Court Opinion

ID: 9756708
Source: CourtListenerOpinion
Date Created: 2023-08-28 21:49:01.359108+00
Date Added: 2024-06-11T07:28:28.493088
License: Public Domain

FARRELL, Associate Judge,
concurring:
Although I agree with the court that appellant did not satisfy the Cuyler test for conflict of interest, I have strong doubts that that analysis even applies in this context of a defendant’s motion for a mistrial. To see why, assume a case where the trial judge has allowed a defendant to go to trial representing himself without an adequate waiver-of-counsel inquiry under Faretta v. California, 422 U.S. 806, 95 S.Ct. 2525, 45 L.Ed.2d 562 (1975). Mid-trial the judge realizes his mistake, and also genuinely believes that the unrepresented defendant is headed for conviction, so he gives the defendant the choice of continuing with trial, now “made aware [by the judge] of the dangers” of self-representation, id. at 885, 95 S.Ct. 2525, or a mistrial and possible appointment of counsel to begin again. (Assume even, with our dissenting colleague, that the judge tells the defendant his view “that continuing to verdict will surely result in conviction.” Post at 780.) It cannot be, I believe, that the defendant’s choice to accept the mistrial is invalid, and must be disregarded for double jeopardy purposes, because it was made without advice of counsel — the equivalent of the putatively conflicted counsel in this case. It might well be invalid if the mistrial election had to be knowing, intelligent, and voluntary under Johnson v. Zerbst, 304 U.S. 458, 58 S.Ct. 1019, 82 L.Ed. 1461 (1938), but we know that is not the case. See United States v. Dinitz, 424 U.S. 600, 609 n. 11, 96 S.Ct. 1075, 47 L.Ed.2d 267 (1976). Thus, the defendant’s request for a mistrial “will simply be taken at face value,” Sundel v. Justices of Superior Court of Rhode Island, 728 F.2d 40, 44 (1st Cir.1984) (Breyer, J.), as Dinitz requires.1 Otherwise the defendant, forced to go to verdict against his choice, would be “imprison[ed] ... in his privileges.” Adams v. United States ex rel. McCann, 317 U.S. 269, 280, 63 S.Ct. 236, 87 L.Ed. 268 (1942).
Were it necessary to decide the issue in this case, and unless persuaded differently, I would so hold.

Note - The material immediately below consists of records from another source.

use heapless::String as HeaplessString;
use ledger_core_api::{LedgerError, LedgerResult};
use rust_decimal::Decimal;
use serde::{Deserialize, Serialize};
use uuid::Uuid;

use crate::models::identifiable::Identifiable;
use crate::models::validated::{try_non_blank, Percentage, PositiveAmount};

/// A catalog product with an immutable name and a validated price.
///
/// Invariant: `price >= 0` at all times. Discounts are expressed as a
/// `Percentage`, so a discounted price can never go negative.
#[derive(Debug, Clone, Serialize, Deserialize)]
pub struct ProductModel {
    id: Uuid,
    name: HeaplessString<100>,
    price: Decimal,
}

impl ProductModel {
    /// Fails with `InvalidArgument` when `name` is blank or `price < 0`.
    pub fn new(name: &str, price: Decimal) -> LedgerResult<Self> {
        let name = try_non_blank::<100>("product name", name)?;
        let mut product = Self {
            id: Uuid::new_v4(),
            name,
            price: Decimal::ZERO,
        };
        product.set_price(price)?;
        Ok(product)
    }

    /// Replace the price. Fails with `InvalidArgument` when `price < 0`;
    /// zero is a valid price.
    pub fn set_price(&mut self, price: Decimal) -> LedgerResult<()> {
        if price < Decimal::ZERO {
            return Err(LedgerError::InvalidArgument(format!(
                "price must be non-negative, got {price}"
            )));
        }
        self.price = price;
        Ok(())
    }

    /// Apply a discount: `price := price * (1 - percent / 100)`.
    ///
    /// Fails with `InvalidArgument` when `percent` is outside `[0, 100]`.
    pub fn apply_discount(&mut self, percent: Decimal) -> LedgerResult<()> {
        let percent = Percentage::new(percent)?;
        self.price -= self.price * percent.fraction();
        Ok(())
    }

    pub fn name(&self) -> &str {
        self.name.as_str()
    }

    pub fn price(&self) -> Decimal {
        self.price
    }

    /// Unit price times a quantity, for catalog aggregates.
    pub fn line_total(&self, quantity: PositiveAmount) -> Decimal {
        self.price * quantity.value()
    }
}

impl Identifiable for ProductModel {
    fn get_id(&self) -> Uuid {
        self.id
    }
}
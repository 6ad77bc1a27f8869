//! Redaction policy — pure configuration deciding what a log entry may
//! contain. No side effects; all fields are fixed at construction.

use std::collections::HashSet;

/// Controls which fields of a [`crate::LogEntry`](crate::entry::LogEntry)
/// are populated by the entry builder.
///
/// Request "kinds" are stable string tags declared by the host for each
/// request (e.g. the matched route name) and compared by equality.
#[derive(Debug, Clone, Default)]
pub struct RedactionPolicy {
    /// Requests of these kinds are never logged at all.
    pub exclude_kinds: HashSet<String>,

    /// Requests of these kinds are logged, but with every body payload
    /// (request payload, raw body, form data) omitted. Intended for
    /// auth/registration style endpoints carrying credentials.
    pub hide_body_kinds: HashSet<String>,

    /// Record error details for failed responses.
    pub enable_error_tracking: bool,

    /// Record the raw request body (for kinds whose body is not hidden).
    pub enable_request_body_tracking: bool,

    /// Record the response payload for successful responses.
    pub enable_response_tracking: bool,

    /// Record the opaque session snapshot.
    pub enable_session_tracking: bool,

    /// Roles allowed to read captured logs. Reserved for a future read
    /// API; the write path never consults it.
    pub required_access_roles: HashSet<String>,
}

impl RedactionPolicy {
    /// Whether requests of `kind` must not produce an entry at all.
    pub fn excludes(&self, kind: &str) -> bool {
        self.exclude_kinds.contains(kind)
    }

    /// Whether body payloads must be omitted for requests of `kind`.
    pub fn hides_body(&self, kind: &str) -> bool {
        self.hide_body_kinds.contains(kind)
    }
}

// ─────────────────────────────────────────────────────────────
// Tests
// ─────────────────────────────────────────────────────────────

. In a different case, of course, where the prosecutor — or perhaps the judge — had deliberately "goaded” the defendant into requesting a mistrial to avoid a possible acquittal, the motion would be disregarded. See Oregon v. Kennedy, 456 U.S. 667, 102 S.Ct. 2083, 72 L.Ed.2d 416 (1982). Randall v. Rothwax, 78 N.Y.2d 494, 577 N.Y.S.2d 211, 583 N.E.2d 924 (1991), bears little resemblance to this case, beginning with the fact that the judge there coerced a guilty plea mid-trial, a decision plainly governed by the Johnson v. Zerbst standard.